Nessas primeiras linhas de entrada no conhecimento da Justiça Internacional como uma teoria geral do direito internacional judicial, que abrange os processos e procedimentos como instrumentos de realização do direito substantivo, a disputa e a jurisdição são outros dois conceitos interligados à internacionalidade.
Internacionalidade
Grosso modo, os institutos, categorias, normas, princípios, relações jurídicas etc. do Direito Doméstico dos Estados são replicados no Direito Internacional, já que, ao contrário do que se poderia supor, não existe uma solução de continuidade entre o Direito dos produzidos no âmbito territorial dos Estados com o Direito que aqueles mesmos Estados controem na esfera externa de suas relações, onde as soberanias são tratadas como individualidades que, sob a inspiração dos mesmos princípios de ordem e progresso que orientam as normas domésticas, devem se sujeitar à convivência pacífica de suas autoridades, cooperativa no plano econômico e solidária nos vínculos humanos.
A diferença, portanto, está na posição da soberania com relação às normas. No direito doméstico, também dito municipal, a soberania está no centro e sua autoridade tem efeito centrípeto, já que em torno de seu eixo constitucional devem girar os destinatários dos comandos normativos dali emanentes; contrariamente, no direito internacional, as soberanias se posicionam à margem do eixo das organizações internacionais, às quais é outorgada parte da autoridade dos Estados, ou seja, no movimento oposto do poder (centrífugo), transformando-se aquelas entidades um centro de poder supra-soberano, mas sob a contenção dos, ou de acordo com, limites do direito international.
“E nisso consiste, pois, a internacionalidade como uma característica ou qualidade que repousa sobre os Estados, as pessoas, as instituições e os seus vínculos, os interesses, os direitos e as obrigações, e as coisas, quase como se as ungindo, quando todos eles se relacionam fora da superfície da soberania dos respectivos Estados, no plano da supra-soberania que, por estar no ponto mais abstrato do universo do Direito, apresenta-se como uma realidade quase que espiritual, quando comparada àquela percepção mais concreta da lei nacional no berço da qual nascem os sujeitos de direito.”

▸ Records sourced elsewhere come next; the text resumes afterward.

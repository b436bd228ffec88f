use clap::Parser;
use serde::{Deserialize, Serialize};
use std::fs;
use std::path::Path;
use tracing_subscriber::EnvFilter;
use yolobox::io::{load_rgb_image, save_rgb_image, view_from_rgb_image};
use yolobox::render::{draw_detections, load_font};
use yolobox::{DecodeConfig, Detection, Detector, OnnxModel};

/// Optional settings file read from the working directory.
const CONFIG_FILE: &str = "yolobox.json";

#[derive(Parser, Debug)]
#[command(
    about = "Detect objects in input.jpg with yolov8n.onnx and write detections.jpg",
    disable_help_flag = true,
    disable_version_flag = true
)]
struct Cli {}

#[derive(Debug, Deserialize, PartialEq)]
#[serde(default, deny_unknown_fields)]
struct Config {
    model_path: String,
    image_path: String,
    output_path: String,
    font_path: String,
    num_classes: usize,
    input_size: usize,
    conf_threshold: f32,
    nms_threshold: f32,
    max_detections: Option<usize>,
}

impl Default for Config {
    fn default() -> Self {
        let cfg = DecodeConfig::default();
        Self {
            model_path: "yolov8n.onnx".to_string(),
            image_path: "input.jpg".to_string(),
            output_path: "detections.jpg".to_string(),
            font_path: "font.ttf".to_string(),
            num_classes: cfg.num_classes,
            input_size: cfg.input_size,
            conf_threshold: cfg.conf_threshold,
            nms_threshold: cfg.nms_threshold,
            max_detections: cfg.max_detections,
        }
    }
}

impl Config {
    fn decode_config(&self) -> DecodeConfig {
        DecodeConfig {
            num_classes: self.num_classes,
            input_size: self.input_size,
            conf_threshold: self.conf_threshold,
            nms_threshold: self.nms_threshold,
            max_detections: self.max_detections,
            ..DecodeConfig::default()
        }
    }
}

fn load_config(path: &Path) -> Result<Config, Box<dyn std::error::Error>> {
    if !path.exists() {
        return Ok(Config::default());
    }
    let text = fs::read_to_string(path)?;
    Ok(serde_json::from_str(&text)?)
}

#[derive(Debug, Serialize)]
struct DetectionRecord {
    class_id: usize,
    confidence: f32,
    left: i32,
    top: i32,
    width: i32,
    height: i32,
}

impl From<&Detection> for DetectionRecord {
    fn from(value: &Detection) -> Self {
        Self {
            class_id: value.class_id,
            confidence: value.confidence,
            left: value.rect.left,
            top: value.rect.top,
            width: value.rect.width,
            height: value.rect.height,
        }
    }
}

#[derive(Debug, Serialize)]
struct Output {
    image: String,
    detections: Vec<DetectionRecord>,
}

fn main() -> Result<(), Box<dyn std::error::Error>> {
    let _cli = Cli::parse();

    tracing_subscriber::fmt()
        .with_env_filter(
            EnvFilter::from_default_env().add_directive("yolobox=info".parse()?),
        )
        .with_writer(std::io::stderr)
        .with_target(false)
        .init();

    let config = load_config(Path::new(CONFIG_FILE))?;
    let model = OnnxModel::load(&config.model_path)?;
    let image = load_rgb_image(&config.image_path)?;

    let mut detector = Detector::new(model).with_config(config.decode_config());
    let detections = detector.detect(view_from_rgb_image(&image)?)?;
    for det in &detections {
        tracing::info!(
            left = det.rect.left,
            top = det.rect.top,
            width = det.rect.width,
            height = det.rect.height,
            "{}",
            det.label()
        );
    }

    let font = if Path::new(&config.font_path).exists() {
        Some(load_font(&config.font_path)?)
    } else {
        tracing::warn!(font = %config.font_path, "font not found, drawing boxes without labels");
        None
    };
    let annotated = draw_detections(&image, &detections, font.as_ref());
    save_rgb_image(&annotated, &config.output_path)?;
    tracing::info!(path = %config.output_path, count = detections.len(), "saved detections");

    let output = Output {
        image: config.output_path.clone(),
        detections: detections.iter().map(DetectionRecord::from).collect(),
    };
    println!("{}", serde_json::to_string_pretty(&output)?);

    Ok(())
}
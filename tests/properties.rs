use proptest::prelude::*;
use rcontainers::{List, Vector};

#[derive(Debug, Clone)]
enum Op {
    Push(i16),
    Pop,
    Insert(usize, i16),
    InsertN(usize, u8, i16),
    Erase(usize),
    Resize(u8, i16),
    Reserve(u8),
    Clear,
}

fn op() -> impl Strategy<Value = Op> {
    prop_oneof![
        4 => any::<i16>().prop_map(Op::Push),
        2 => Just(Op::Pop),
        2 => (any::<usize>(), any::<i16>()).prop_map(|(i, x)| Op::Insert(i, x)),
        1 => (any::<usize>(), 0..8u8, any::<i16>()).prop_map(|(i, n, x)| Op::InsertN(i, n, x)),
        1 => any::<usize>().prop_map(Op::Erase),
        1 => (0..40u8, any::<i16>()).prop_map(|(n, x)| Op::Resize(n, x)),
        1 => (0..64u8).prop_map(Op::Reserve),
        1 => Just(Op::Clear),
    ]
}

proptest! {
    /// Property: every push sequence follows the 2, then 1.5x growth steps
    #[test]
    fn push_follows_growth_policy(values in prop::collection::vec(any::<u32>(), 0..200)) {
        let mut v = Vector::new();
        let mut expected_cap = 0usize;

        for (i, &x) in values.iter().enumerate() {
            if i == expected_cap {
                expected_cap = if expected_cap == 0 { 2 } else { expected_cap + expected_cap / 2 };
            }
            v.push(x);
            prop_assert_eq!(v.len(), i + 1);
            prop_assert_eq!(v.capacity(), expected_cap);
        }
        prop_assert_eq!(v.as_slice(), values.as_slice());
    }

    /// Property: reserve never lowers capacity and lands exactly on larger requests
    #[test]
    fn reserve_is_exact(start in 0..50usize, requests in prop::collection::vec(0..100usize, 1..10)) {
        let mut v: Vector<u8> = Vector::with_capacity(start);
        for n in requests {
            let before = v.capacity();
            v.reserve(n);
            prop_assert_eq!(v.capacity(), before.max(n));
        }
    }

    /// Property: the vector behaves like `Vec` under any mix of mutations
    #[test]
    fn matches_std_vec_model(ops in prop::collection::vec(op(), 0..120)) {
        let mut v: Vector<i16> = Vector::new();
        let mut model: Vec<i16> = Vec::new();

        for op in ops {
            let cap_before = v.capacity();
            match op {
                Op::Push(x) => {
                    v.push(x);
                    model.push(x);
                }
                Op::Pop => {
                    prop_assert_eq!(v.pop(), model.pop());
                }
                Op::Insert(i, x) => {
                    let i = i % (model.len() + 1);
                    let it = v.insert(v.begin() + i as isize, x);
                    prop_assert_eq!(it - v.begin(), i as isize);
                    model.insert(i, x);
                }
                Op::InsertN(i, n, x) => {
                    let i = i % (model.len() + 1);
                    v.insert_n(v.begin() + i as isize, n as usize, x);
                    model.splice(i..i, std::iter::repeat(x).take(n as usize));
                }
                Op::Erase(i) => {
                    if !model.is_empty() {
                        let i = i % model.len();
                        v.erase(v.begin() + i as isize);
                        model.remove(i);
                    }
                }
                Op::Resize(n, x) => {
                    v.resize(n as usize, x);
                    model.resize(n as usize, x);
                }
                Op::Reserve(n) => {
                    v.reserve(n as usize);
                }
                Op::Clear => {
                    v.clear();
                    model.clear();
                    prop_assert_eq!(v.capacity(), cap_before);
                }
            }
            prop_assert!(v.capacity() >= cap_before);
            prop_assert!(v.capacity() >= v.len());
            prop_assert_eq!(v.as_slice(), model.as_slice());
            prop_assert_eq!(v.data().is_null(), v.is_empty());
        }
    }

    /// Property: insertion keeps the prefix in place and shifts the suffix by `count`
    #[test]
    fn insert_range_preserves_order(
        base in prop::collection::vec(any::<i32>(), 0..30),
        extra in prop::collection::vec(any::<i32>(), 0..30),
        pos in any::<usize>(),
    ) {
        let pos = pos % (base.len() + 1);
        let mut v: Vector<i32> = base.iter().copied().collect();
        v.insert_range(v.begin() + pos as isize, extra.iter().copied());

        prop_assert_eq!(v.len(), base.len() + extra.len());
        prop_assert_eq!(&v[..pos], &base[..pos]);
        prop_assert_eq!(&v[pos..pos + extra.len()], extra.as_slice());
        prop_assert_eq!(&v[pos + extra.len()..], &base[pos..]);
    }

    /// Property: a clone equals its source and owns separate storage
    #[test]
    fn clone_is_deep(values in prop::collection::vec(any::<u64>(), 1..50)) {
        let v: Vector<u64> = values.iter().copied().collect();
        let mut c = v.clone();
        prop_assert_eq!(&c, &v);
        prop_assert_eq!(c.capacity(), v.len());
        c[0] = c[0].wrapping_add(1);
        prop_assert_eq!(v[0], values[0]);
    }

    /// Property: forward and reverse walks agree for vectors and lists
    #[test]
    fn walks_agree(values in prop::collection::vec(any::<i8>(), 0..40)) {
        let v: Vector<i8> = values.iter().copied().collect();
        let l: List<i8> = values.iter().copied().collect();

        let forward: Vec<i8> = v.walk().copied().collect();
        let mut backward: Vec<i8> = v.walk_rev().copied().collect();
        backward.reverse();
        prop_assert_eq!(&forward, &values);
        prop_assert_eq!(&backward, &values);

        prop_assert_eq!(l.walk().copied().collect::<Vec<_>>(), values.clone());
        let mut list_backward: Vec<i8> = l.walk_rev().copied().collect();
        list_backward.reverse();
        prop_assert_eq!(list_backward, values);
    }
}
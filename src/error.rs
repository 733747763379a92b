//! Error types for fallible container operations.
//!
//! Both types derive [`thiserror::Error`] without relying on `std`, so they are usable from the
//! `no_std` core of the crate.
use core::alloc::Layout;

use thiserror::Error;

/// The error type for `try_reserve` methods.
#[derive(Error, Debug, Clone, PartialEq, Eq)]
pub enum TryReserveError {
    /// Error due to the computed capacity exceeding the collection's maximum (usually
    /// `isize::MAX` bytes).
    #[error("capacity overflow")]
    CapacityOverflow,
    /// The memory allocator returned an error.
    #[error("memory allocation of {} bytes failed", layout.size())]
    AllocError {
        /// The layout of the allocation request that failed.
        layout: Layout,
    },
}

/// Returned by checked accessors such as [`Vector::at`](crate::Vector::at) when the index is not
/// below the container length.
#[derive(Error, Debug, Clone, Copy, PartialEq, Eq)]
#[error("index out of range: the len is {len} but the index is {index}")]
pub struct OutOfRange {
    /// Index that was requested.
    pub index: usize,
    /// Length of the container at the time of the access.
    pub len: usize,
}
/// Creates a [`Vector`](crate::Vector) containing the arguments.
///
/// - Create a [`Vector`](crate::Vector) containing a given list of elements:
///
/// ```
/// # use rcontainers::vector;
/// let v = vector![1, 2, 3];
/// assert_eq!(v[0], 1);
/// assert_eq!(v[1], 2);
/// assert_eq!(v[2], 3);
/// ```
///
/// - Create a [`Vector`](crate::Vector) from a given element and size:
///
/// ```
/// # use rcontainers::vector;
/// let v = vector![1; 3];
/// assert_eq!(v, [1, 1, 1]);
/// ```
///
/// The list form reserves exactly as many slots as there are elements and moves each element in.
#[macro_export]
macro_rules! vector {
    () => (
        $crate::Vector::new()
    );
    ($elem:expr; $n:expr) => (
        $crate::vector::from_elem($elem, $n)
    );
    ($($x:expr),+ $(,)?) => (
        $crate::Vector::from([$($x),+])
    );
}

// Random-access arithmetic shared by `VectorIterator` and `ConstVectorIterator`. `$raw` is the
// pointer type stored in the `ptr` field.
macro_rules! vector_cursor {
    ($name:ident, $raw:ty) => {
        impl<T> $name<T> {
            #[inline]
            pub(crate) const fn from_raw(ptr: $raw) -> Self {
                $name { ptr }
            }

            /// Address of the slot under the cursor (`operator->`).
            #[inline]
            pub fn as_ptr(&self) -> *const T {
                self.ptr as *const T
            }

            /// Returns the element under the cursor.
            ///
            /// # Safety
            ///
            /// The cursor must point at a live element, and no mutable reference to it may exist
            /// during `'a`. Any insertion, removal or reallocation since the cursor was obtained
            /// invalidates it.
            #[inline]
            pub unsafe fn get<'a>(&self) -> &'a T {
                unsafe { crate::cursor::element(self.as_ptr()) }
            }

            /// Returns the element `k` positions away; `it.at(k)` reads the same slot as
            /// `(it + k).get()`.
            ///
            /// # Safety
            ///
            /// Same as [`get`](Self::get), for the target position.
            #[inline]
            pub unsafe fn at<'a>(&self, k: crate::cursor::Difference) -> &'a T {
                unsafe { (*self + k).get() }
            }

            /// Pre-increment: moves one position forward and returns the moved cursor.
            #[inline]
            pub fn inc(&mut self) -> &mut Self {
                *self += 1;
                self
            }

            /// Pre-decrement: moves one position backward and returns the moved cursor.
            #[inline]
            pub fn dec(&mut self) -> &mut Self {
                *self -= 1;
                self
            }

            /// Post-increment: moves one position forward and returns the old position.
            #[inline]
            pub fn post_inc(&mut self) -> Self {
                let old = *self;
                *self += 1;
                old
            }

            /// Post-decrement: moves one position backward and returns the old position.
            #[inline]
            pub fn post_dec(&mut self) -> Self {
                let old = *self;
                *self -= 1;
                old
            }
        }

        impl<T> Clone for $name<T> {
            #[inline]
            fn clone(&self) -> Self {
                *self
            }
        }

        impl<T> Copy for $name<T> {}

        impl<T> Default for $name<T> {
            /// A cursor pointing nowhere (null).
            fn default() -> Self {
                $name::from_raw(core::ptr::null_mut::<T>() as $raw)
            }
        }

        impl<T> core::fmt::Debug for $name<T> {
            fn fmt(&self, f: &mut core::fmt::Formatter<'_>) -> core::fmt::Result {
                f.debug_tuple(stringify!($name)).field(&self.ptr).finish()
            }
        }

        impl<T> PartialEq for $name<T> {
            #[inline]
            fn eq(&self, other: &Self) -> bool {
                self.ptr == other.ptr
            }
        }

        impl<T> Eq for $name<T> {}

        impl<T> PartialOrd for $name<T> {
            #[inline]
            fn partial_cmp(&self, other: &Self) -> Option<core::cmp::Ordering> {
                Some(self.cmp(other))
            }
        }

        impl<T> Ord for $name<T> {
            #[inline]
            fn cmp(&self, other: &Self) -> core::cmp::Ordering {
                self.ptr.cmp(&other.ptr)
            }
        }

        impl<T> core::hash::Hash for $name<T> {
            fn hash<H: core::hash::Hasher>(&self, state: &mut H) {
                self.ptr.hash(state)
            }
        }

        impl<T> core::ops::AddAssign<crate::cursor::Difference> for $name<T> {
            #[inline]
            fn add_assign(&mut self, n: crate::cursor::Difference) {
                self.ptr = crate::cursor::step(self.ptr as *const T, n) as $raw;
            }
        }

        impl<T> core::ops::SubAssign<crate::cursor::Difference> for $name<T> {
            #[inline]
            fn sub_assign(&mut self, n: crate::cursor::Difference) {
                self.ptr = crate::cursor::step(self.ptr as *const T, n.wrapping_neg()) as $raw;
            }
        }

        impl<T> core::ops::Add<crate::cursor::Difference> for $name<T> {
            type Output = $name<T>;

            #[inline]
            fn add(mut self, n: crate::cursor::Difference) -> $name<T> {
                self += n;
                self
            }
        }

        impl<T> core::ops::Add<$name<T>> for crate::cursor::Difference {
            type Output = $name<T>;

            #[inline]
            fn add(self, it: $name<T>) -> $name<T> {
                it + self
            }
        }

        impl<T> core::ops::Sub<crate::cursor::Difference> for $name<T> {
            type Output = $name<T>;

            #[inline]
            fn sub(mut self, n: crate::cursor::Difference) -> $name<T> {
                self -= n;
                self
            }
        }

        impl<T> core::ops::Sub for $name<T> {
            type Output = crate::cursor::Difference;

            #[inline]
            fn sub(self, origin: $name<T>) -> crate::cursor::Difference {
                crate::cursor::span(origin.ptr as *const T, self.ptr as *const T)
            }
        }

        impl<T> crate::cursor::Cursor for $name<T> {
            type Value = T;

            const CATEGORY: crate::cursor::Category = crate::cursor::Category::RandomAccess;

            #[inline]
            unsafe fn advance(&mut self) {
                *self += 1;
            }

            #[inline]
            unsafe fn element_ptr(&self) -> *const T {
                self.as_ptr()
            }

            #[inline]
            fn jump_distance(&self, last: &Self) -> Option<crate::cursor::Difference> {
                Some(*last - *self)
            }
        }

        impl<T> crate::cursor::BidirectionalCursor for $name<T> {
            #[inline]
            unsafe fn retreat(&mut self) {
                *self -= 1;
            }
        }

        impl<T> crate::cursor::RandomAccessCursor for $name<T> {
            #[inline]
            fn jump(&self, n: crate::cursor::Difference) -> Self {
                *self + n
            }

            #[inline]
            fn distance_from(&self, origin: &Self) -> crate::cursor::Difference {
                *self - *origin
            }

            #[inline]
            fn address(&self) -> *const T {
                self.as_ptr()
            }
        }
    };
}
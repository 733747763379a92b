//! A contiguous growable array type with allocator-provided storage, written `Vector<T, A>`.
//!
//! Storage ownership and element lifetime are kept apart: the private `RawVec` owns `capacity`
//! uninitialized slots, and the vector tracks how many leading slots (`len`) hold live values.
//! Values are constructed into and destroyed out of slots through the [`Allocator`] primitives.
//!
//! # Capacity and reallocation
//!
//! Growth triggered by an insertion is amortized: the first allocation holds 2 slots, every
//! later one `capacity + capacity / 2`, or exactly what the insertion needs if that is more.
//! [`Vector::reserve`] instead takes the *total* capacity wanted and reallocates to exactly that.
//! Capacity never shrinks, not even on [`Vector::clear`].
//!
//! ```
//! # use rcontainers::Vector;
//! let mut v = Vector::new();
//! let mut seen = Vec::new();
//! for i in 0..6 {
//!     v.push(i);
//!     seen.push(v.capacity());
//! }
//! assert_eq!(seen, [2, 2, 3, 4, 6, 6]);
//! ```
use core::cmp::Ordering;
use core::fmt;
use core::hash::{Hash, Hasher};
use core::iter::{self, FusedIterator};
use core::mem::{self, ManuallyDrop};
use core::ops::{self, Index, IndexMut};
use core::ptr;
use core::slice::{self, SliceIndex};

use alloc::boxed::Box;

use crate::allocator::{Allocator, Global};
use crate::cursor::{slot, span, step, Walk};
use crate::error::{OutOfRange, TryReserveError};
use crate::iter::{ConstVectorIterator, VectorIterator};
use crate::raw_vec::RawVec;
use crate::reverse::ReverseIterator;

/// A contiguous growable array type, written `Vector<T>` but pronounced 'vector'.
///
/// # Examples
///
/// ```
/// # use rcontainers::{vector, Vector};
/// let mut v = Vector::new();
/// v.push(1);
/// v.push(2);
///
/// assert_eq!(v.len(), 2);
/// assert_eq!(v[0], 1);
///
/// assert_eq!(v.pop(), Some(2));
/// assert_eq!(v.len(), 1);
///
/// v[0] = 7;
/// v.extend([1, 2, 3].iter().copied());
/// assert_eq!(v, [7, 1, 2, 3]);
///
/// let it = v.insert(v.begin() + 1, 9);
/// assert_eq!(unsafe { *it.get() }, 9);
/// assert_eq!(v, vector![7, 9, 1, 2, 3]);
/// ```
pub struct Vector<T, A: Allocator<T> = Global> {
    buf: RawVec<T, A>,
    len: usize,
}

Disputa Internacional e Jurisdição Internacional
Jurisdição tem conceito ambíguo no Direito Internacional; por vezes, é empregada como o poder emblemático da soberania dos Estados, quando esses se relacionam uns com os outros, de modo que cada um deve respeitar a independência e a livre determinação do outro, de acordo com o Article 1 (2) da Carta das Nações Unidas, que é complementado pelo respeito à igualdade de soberania, conforme o Artigo 2 (1), também da Carta de São Francisco. Outras vezes, jurisdição é tomada em sentido mais estrito, correspondendo à atividade típica de solução pacífica de disputa pela obrigatória adjudicação legal ou judicial. Nessa discussão, jurisdição é adotada no seu segundo conceito.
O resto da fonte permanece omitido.